* [WORK REQUIRED] From the records below, state how many lines hold the string "CorsLayer", without any other text.

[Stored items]
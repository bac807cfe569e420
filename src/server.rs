use std::net::SocketAddr;
use std::sync::Arc;

use anyhow::Result;
use axum::{
    extract::{Query, State},
    http::StatusCode,
    response::{Html, IntoResponse},
    routing::get,
    Json, Router,
};
use axum_extra::extract::cookie::{Cookie, CookieJar};
use serde_json::json;
use tower_http::{compression::CompressionLayer, cors::CorsLayer, services::ServeDir};
use tracing::{info, warn};

use crate::config::Config;
use crate::error::WeatherError;
use crate::templates::HtmlView;
use crate::widget::{LocationQuery, LocationStore, WeatherWidget};

pub const LOCATION_COOKIE: &str = "weather-location";

#[derive(Clone)]
pub struct AppState {
    widget: Arc<WeatherWidget>,
    config: Arc<Config>,
}

impl AppState {
    pub fn new(widget: WeatherWidget, config: Config) -> Self {
        Self {
            widget: Arc::new(widget),
            config: Arc::new(config),
        }
    }
}

/// Remembers the widget location in a browser cookie.
struct CookieLocationStore {
    jar: CookieJar,
}

impl LocationStore for CookieLocationStore {
    fn load(&self) -> Option<String> {
        self.jar.get(LOCATION_COOKIE).map(|c| c.value().to_string())
    }

    fn save(&mut self, location: &str) {
        let cookie = Cookie::build((LOCATION_COOKIE, location.to_string()))
            .path("/")
            .permanent()
            .build();
        self.jar = self.jar.clone().add(cookie);
    }
}

pub fn router(state: AppState) -> Router {
    Router::new()
        .route("/", get(widget_page))
        .route("/widget", get(widget_page))
        .route("/api/widget", get(widget_api))
        .route("/api/cache/stats", get(cache_stats))
        .nest_service("/static", ServeDir::new("static"))
        .layer(CompressionLayer::new())
        .layer(CorsLayer::very_permissive())
        .with_state(state)
}

pub async fn serve(state: AppState, port: u16) -> Result<()> {
    let app = router(state);

    let addr = SocketAddr::from(([0, 0, 0, 0], port));
    info!("🦀 Weather widget server starting on http://{}", addr);

    let listener = tokio::net::TcpListener::bind(addr).await?;
    axum::serve(listener, app).await?;

    Ok(())
}

async fn widget_page(
    Query(query): Query<LocationQuery>,
    jar: CookieJar,
    State(state): State<AppState>,
) -> impl IntoResponse {
    let mut store = CookieLocationStore { jar };
    let mut view = HtmlView::new(state.config.refresh_interval.as_secs());

    state
        .widget
        .init_with_retry(
            &query,
            &mut store,
            &mut view,
            state.config.widget_retries,
            state.config.retry_delay,
        )
        .await;

    (store.jar, Html(view.into_html()))
}

async fn widget_api(
    Query(query): Query<LocationQuery>,
    jar: CookieJar,
    State(state): State<AppState>,
) -> impl IntoResponse {
    let store = CookieLocationStore { jar };
    let location = state.widget.resolve_location(&query, &store);

    match state.widget.load(&location).await {
        Ok(model) => Json(model).into_response(),
        Err(e) => {
            warn!("❌ Weather API error for {}: {}", location, e);
            let status = match e {
                WeatherError::MissingApiKey => StatusCode::SERVICE_UNAVAILABLE,
                _ => StatusCode::BAD_GATEWAY,
            };
            (
                status,
                Json(json!({
                    "error": e.to_string(),
                    "location": location,
                })),
            )
                .into_response()
        }
    }
}

async fn cache_stats(State(state): State<AppState>) -> impl IntoResponse {
    Json(state.widget.cache().stats().await)
}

* [RESULT OF THE TASK] 2